Output range, inclusive: from the line containing "should no longer" to the line containing "use std::collections::BTreeMap;". Restate those lines from the data below word for word and only those.
══ Material shown
mod common;

use anyhow::Result;
use hyper::StatusCode;
use shardkv_node::{NodeConfig, ShardNode, FORWARDED_HEADER, KEY_PRESENT_HEADER};
use shardkv_replication::test_utils::MemStore;
use shardkv_replication::Storage;

use crate::common::{call, metadata};

const KEYS: [(&str, u32); 2] = [("USA", 0), ("INDIAfsdfsfs", 1)];

#[tokio::test]
async fn test_cross_shard_set_and_get() -> Result<()> {
    let _ = tracing_subscriber::fmt::try_init();

    let addrs = [test_helper::get_unused_addr(), test_helper::get_unused_addr()];
    let store_0 = MemStore::default();
    let store_1 = MemStore::default();

    let node_0 =
        ShardNode::start(NodeConfig::new(addrs[0], metadata(0, &addrs)), store_0.clone())
            .await?;
    let node_1 =
        ShardNode::start(NodeConfig::new(addrs[1], metadata(1, &addrs)), store_1.clone())
            .await?;

    for (key, _) in KEYS {
        let value = format!("value-{key}");
        let res = call(addrs[0], "/set", &[("key", key), ("value", &value)]).await?;
        assert_eq!(res.status, StatusCode::OK, "{}", res.body);
    }

    for addr in addrs {
        for (key, _) in KEYS {
            let res = call(addr, "/get", &[("key", key)]).await?;
            assert_eq!(res.status, StatusCode::OK, "{}", res.body);
            assert_eq!(res.body, format!("value-{key}"));
            assert_eq!(res.headers[KEY_PRESENT_HEADER], "true");
        }
    }

    // Each value must land in the storage of the node owning it.
    assert_eq!(store_0.get("USA").await?.as_deref(), Some("value-USA"));
    assert_eq!(store_0.get("INDIAfsdfsfs").await?, None);
    assert_eq!(
        store_1.get("INDIAfsdfsfs").await?.as_deref(),
        Some("value-INDIAfsdfsfs"),
    );
    assert_eq!(store_1.get("USA").await?, None);

    node_0.shutdown().await?;
    node_1.shutdown().await?;

    Ok(())
}

#[tokio::test]
async fn test_missing_keys_and_empty_params() -> Result<()> {
    let _ = tracing_subscriber::fmt::try_init();

    let addr = test_helper::get_unused_addr();
    let store = MemStore::default();
    let node = ShardNode::start(NodeConfig::new(addr, metadata(0, &[addr])), store.clone())
        .await?;

    let res = call(addr, "/get", &[("key", "USA")]).await?;
    assert_eq!(res.status, StatusCode::OK);
    assert_eq!(res.body, "");
    assert_eq!(res.headers[KEY_PRESENT_HEADER], "false");

    let res = call(addr, "/set", &[("key", "USA"), ("value", "")]).await?;
    assert_eq!(res.status, StatusCode::OK);
    let res = call(addr, "/set", &[("key", ""), ("value", "Washington")]).await?;
    assert_eq!(res.status, StatusCode::OK);
    assert!(store.primary_entries().is_empty(), "Empty params must not write.");
    assert!(store.pending_entries().is_empty(), "Empty params must not enqueue.");

    let res = call(addr, "/get", &[("key", "")]).await?;
    assert_eq!(res.status, StatusCode::OK);
    assert_eq!(res.body, "");
    assert!(res.headers.get(KEY_PRESENT_HEADER).is_none());

    let res = call(addr, "/set", &[("key", "USA"), ("value", "Washington")]).await?;
    assert_eq!(res.status, StatusCode::OK);
    assert_eq!(
        store.pending_entries().get("USA").map(String::as_str),
        Some("Washington"),
        "Local writes must enqueue a pending entry."
    );

    node.shutdown().await?;

    Ok(())
}

#[tokio::test]
async fn test_unreachable_owner() -> Result<()> {
    let _ = tracing_subscriber::fmt::try_init();

    // Nothing is listening on the address of shard 1.
    let addrs = [test_helper::get_unused_addr(), test_helper::get_unused_addr()];
    let store = MemStore::default();
    let node =
        ShardNode::start(NodeConfig::new(addrs[0], metadata(0, &addrs)), store.clone())
            .await?;

    let res = call(addrs[0], "/set", &[("key", "INDIAfsdfsfs"), ("value", "delhi")]).await?;
    assert_eq!(res.status, StatusCode::INTERNAL_SERVER_ERROR);
    assert!(!res.body.is_empty(), "The error should be reported.");

    let res = call(addrs[0], "/get", &[("key", "INDIAfsdfsfs")]).await?;
    assert_eq!(res.status, StatusCode::INTERNAL_SERVER_ERROR);

    assert!(store.primary_entries().is_empty());

    node.shutdown().await?;

    Ok(())
}

#[tokio::test]
async fn test_forwarded_requests_are_not_forwarded_again() -> Result<()> {
    let _ = tracing_subscriber::fmt::try_init();

    let addrs = [test_helper::get_unused_addr(), test_helper::get_unused_addr()];
    let node = ShardNode::start(
        NodeConfig::new(addrs[0], metadata(0, &addrs)),
        MemStore::default(),
    )
    .await?;

    let uri = format!("http://{}/get?key=INDIAfsdfsfs", addrs[0]);
    let req = hyper::Request::get(uri)
        .header(FORWARDED_HEADER, "1")
        .body(hyper::Body::empty())?;
    let response = hyper::Client::new().request(req).await?;
    assert_eq!(response.status(), StatusCode::INTERNAL_SERVER_ERROR);

    let body = hyper::body::to_bytes(response.into_body()).await?;
    let body = String::from_utf8(body.to_vec())?;
    assert!(body.contains("forwarded"), "{body}");

    node.shutdown().await?;

    Ok(())
}

#[tokio::test]
async fn test_purge_removes_foreign_keys() -> Result<()> {
    let _ = tracing_subscriber::fmt::try_init();

    let addrs = [test_helper::get_unused_addr(), test_helper::get_unused_addr()];
    let store = MemStore::default();

    // Written before the cluster grew to two shards.
    store.put("USA", "Washington").await?;
    store.put("INDIAfsdfsfs", "delhi").await?;

    let node =
        ShardNode::start(NodeConfig::new(addrs[0], metadata(0, &addrs)), store.clone())
            .await?;

    let res = call(addrs[0], "/purge", &[]).await?;
    assert_eq!(res.status, StatusCode::OK);
    assert_eq!(res.body, "Error = <nil>");

    let keys = store.primary_entries().into_keys().collect::<Vec<_>>();
    assert_eq!(keys, ["USA"]);

    node.shutdown().await?;

    Ok(())
}

#[tokio::test]
async fn test_shutdown_closes_storage() -> Result<()> {
    let _ = tracing_subscriber::fmt::try_init();

    let addr = test_helper::get_unused_addr();
    let store = MemStore::default();
    let node = ShardNode::start(NodeConfig::new(addr, metadata(0, &[addr])), store.clone())
        .await?;
    assert_eq!(node.local_addr(), addr);
    assert!(node.syncer_state().is_none(), "Leaders do not run a syncer.");

    node.shutdown().await?;

    assert!(store.get("USA").await.is_err(), "Storage should be closed.");
    assert!(
        call(addr, "/get", &[("key", "USA")]).await.is_err(),
        "Server should no longer accept requests."
    );

    Ok(())
}
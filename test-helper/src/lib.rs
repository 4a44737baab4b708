mod addr;
mod dirs;

pub use addr::get_unused_addr;
pub use dirs::{temp_dir, temp_file};
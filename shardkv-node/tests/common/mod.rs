#![allow(dead_code)]

use std::collections::BTreeMap;
use std::net::SocketAddr;
use std::time::Duration;

use anyhow::Result;
use hyper::{HeaderMap, StatusCode};
use shardkv_shard::ShardMetadata;

pub struct HttpResponse {
    pub status: StatusCode,
    pub headers: HeaderMap,
    pub body: String,
}

/// Sends a GET request with the given query parameters to a node.
pub async fn call(
    addr: SocketAddr,
    path: &str,
    params: &[(&str, &str)],
) -> Result<HttpResponse> {
    let query = serde_urlencoded::to_string(params)?;
    let uri = format!("http://{addr}{path}?{query}").parse()?;

    let response = hyper::Client::new().get(uri).await?;
    let status = response.status();
    let headers = response.headers().clone();
    let body = hyper::body::to_bytes(response.into_body()).await?;

    Ok(HttpResponse {
        status,
        headers,
        body: String::from_utf8(body.to_vec())?,
    })
}

/// Builds the shard metadata of a cluster where shard `i` is served at `addrs[i]`.
pub fn metadata(current: u32, addrs: &[SocketAddr]) -> ShardMetadata {
    let addrs = addrs
        .iter()
        .enumerate()
        .map(|(shard_id, addr)| (shard_id as u32, addr.to_string()))
        .collect::<BTreeMap<_, _>>();

    ShardMetadata::from_parts(current, addrs).expect("Build metadata")
}

/// Polls the condition until it holds or a few seconds have passed.
pub async fn wait_for(mut condition: impl FnMut() -> bool) -> bool {
    for _ in 0..150 {
        if condition() {
            return true;
        }
        tokio::time::sleep(Duration::from_millis(20)).await;
    }
    condition()
}
//! Session and Turn domain types.
//!
//! A [`Session`] is one patient's conversation: which agent currently owns
//! it, the append-only transcript, and the identity verified so far.

use chrono::{DateTime, Utc};
use serde::{Deserialize, Serialize};
use uuid::Uuid;

use crate::agent::{AgentRole, Provenance, SessionEffect};
use crate::patient::Patient;

/// Opaque identifier for a session, caller-supplied or generated.
#[derive(Debug, Clone, PartialEq, Eq, Hash, Serialize, Deserialize)]
pub struct SessionId(pub String);

impl SessionId {
    pub fn new() -> Self {
        Self(Uuid::new_v4().to_string())
    }

    pub fn from(s: &str) -> Self {
        Self(s.to_string())
    }

    pub fn as_str(&self) -> &str {
        &self.0
    }
}

impl Default for SessionId {
    fn default() -> Self {
        Self::new()
    }
}

impl std::fmt::Display for SessionId {
    fn fmt(&self, f: &mut std::fmt::Formatter<'_>) -> std::fmt::Result {
        write!(f, "{}", self.0)
    }
}

/// Who produced a turn.
#[derive(Debug, Clone, Copy, PartialEq, Eq, Serialize, Deserialize)]
#[serde(rename_all = "lowercase")]
pub enum TurnRole {
    User,
    Agent,
    System,
}

/// One message exchanged in a session.
#[derive(Debug, Clone, Serialize, Deserialize)]
pub struct Turn {
    pub id: String,
    pub role: TurnRole,
    pub content: String,

    /// Which agent produced it (None for user and system turns)
    #[serde(default, skip_serializing_if = "Option::is_none")]
    pub source_agent: Option<AgentRole>,

    /// Provenance tags of the answer segments, in order
    #[serde(default, skip_serializing_if = "Vec::is_empty")]
    pub provenance: Vec<Provenance>,

    pub timestamp: DateTime<Utc>,
}

impl Turn {
    fn build(role: TurnRole, content: String, source_agent: Option<AgentRole>) -> Self {
        Self {
            id: Uuid::new_v4().to_string(),
            role,
            content,
            source_agent,
            provenance: Vec::new(),
            timestamp: Utc::now(),
        }
    }

    pub fn user(content: impl Into<String>) -> Self {
        Self::build(TurnRole::User, content.into(), None)
    }

    pub fn agent(agent: AgentRole, content: impl Into<String>) -> Self {
        Self::build(TurnRole::Agent, content.into(), Some(agent))
    }

    pub fn system(content: impl Into<String>) -> Self {
        Self::build(TurnRole::System, content.into(), None)
    }

    pub fn with_provenance(mut self, provenance: Vec<Provenance>) -> Self {
        self.provenance = provenance;
        self
    }
}

/// Audit entry for a completed handoff.
#[derive(Debug, Clone, Serialize, Deserialize)]
pub struct HandoffRecord {
    pub from: AgentRole,
    pub to: AgentRole,
    #[serde(default, skip_serializing_if = "Option::is_none")]
    pub reason: Option<String>,
    pub at: DateTime<Utc>,
}

/// One ongoing conversation.
///
/// The transcript is append-only and `active_agent` is always set. Both are
/// mutated only by the conversation router; agents see `&Session`.
#[derive(Debug, Clone, Serialize)]
pub struct Session {
    id: SessionId,
    active_agent: AgentRole,
    transcript: Vec<Turn>,
    verified_patient: Option<Patient>,
    identity_confirmed: bool,
    handoffs: Vec<HandoffRecord>,
    created_at: DateTime<Utc>,
}

impl Session {
    /// Create a session with an empty transcript and no verified patient.
    pub fn new(id: SessionId, initial_agent: AgentRole) -> Self {
        Self {
            id,
            active_agent: initial_agent,
            transcript: Vec::new(),
            verified_patient: None,
            identity_confirmed: false,
            handoffs: Vec::new(),
            created_at: Utc::now(),
        }
    }

    pub fn id(&self) -> &SessionId {
        &self.id
    }

    pub fn active_agent(&self) -> AgentRole {
        self.active_agent
    }

    pub fn transcript(&self) -> &[Turn] {
        &self.transcript
    }

    pub fn verified_patient(&self) -> Option<&Patient> {
        self.verified_patient.as_ref()
    }

    /// True once the patient has confirmed identity (ID matched the record).
    pub fn identity_confirmed(&self) -> bool {
        self.identity_confirmed && self.verified_patient.is_some()
    }

    pub fn handoffs(&self) -> &[HandoffRecord] {
        &self.handoffs
    }

    pub fn created_at(&self) -> DateTime<Utc> {
        self.created_at
    }

    /// Append a turn, clamping its timestamp so the transcript never goes
    /// backwards in time.
    pub fn append(&mut self, mut turn: Turn) -> &Turn {
        if let Some(last) = self.transcript.last() {
            if turn.timestamp < last.timestamp {
                turn.timestamp = last.timestamp;
            }
        }
        self.transcript.push(turn);
        &self.transcript[self.transcript.len() - 1]
    }

    /// Move control to another agent and record the handoff.
    pub fn transfer_to(&mut self, to: AgentRole, reason: Option<String>) {
        let from = self.active_agent;
        self.active_agent = to;
        self.handoffs.push(HandoffRecord {
            from,
            to,
            reason,
            at: Utc::now(),
        });
    }

    /// Apply a state change requested by an agent reply.
    pub fn apply(&mut self, effect: SessionEffect) {
        match effect {
            SessionEffect::PatientMatched(patient) => {
                self.verified_patient = Some(patient);
                self.identity_confirmed = false;
            }
            SessionEffect::IdentityConfirmed(patient) => {
                self.verified_patient = Some(patient);
                self.identity_confirmed = true;
            }
        }
    }

    /// The most recent turn of the given role, if any.
    pub fn last_turn(&self, role: TurnRole) -> Option<&Turn> {
        self.transcript.iter().rev().find(|t| t.role == role)
    }
}
//! # carebridge core
//!
//! Domain types, collaborator traits, and error definitions for the
//! post-discharge patient assistant. This crate has **no framework
//! dependencies**: it defines the model every other crate implements
//! against.
//!
//! Every external collaborator (record store, knowledge retriever, web
//! search, language model) is a trait here so implementations can be
//! swapped by configuration and replaced by mocks in tests.

pub mod agent;
pub mod error;
pub mod event;
pub mod message;
pub mod patient;
pub mod provider;
pub mod session;
pub mod tool;

// Re-export key types at crate root for ergonomics
pub use agent::{Agent, AgentReply, AgentRole, HandoffSignal, Provenance, SessionEffect};
pub use error::{AgentError, Error, ProviderError, RecordError, Result, SessionError, ToolError};
pub use event::{DomainEvent, EventBus};
pub use message::{Message, Role};
pub use patient::{NameLookup, Patient, RecordStore};
pub use provider::{Provider, ProviderRequest, ProviderResponse};
pub use session::{HandoffRecord, Session, SessionId, Turn, TurnRole};
pub use tool::{KnowledgeRetriever, Passage, ToolInvocationResult, WebSearch};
════
Written response:
        "Server should no longer accept requests."
    );

    Ok(())
}
filename test-helper/src/lib.rs
repository 4a44737baab4b708
mod addr;
mod dirs;

pub use addr::get_unused_addr;
pub use dirs::{temp_dir, temp_file};
filename shardkv-node/tests/common/mod.rs
#![allow(dead_code)]

use std::collections::BTreeMap;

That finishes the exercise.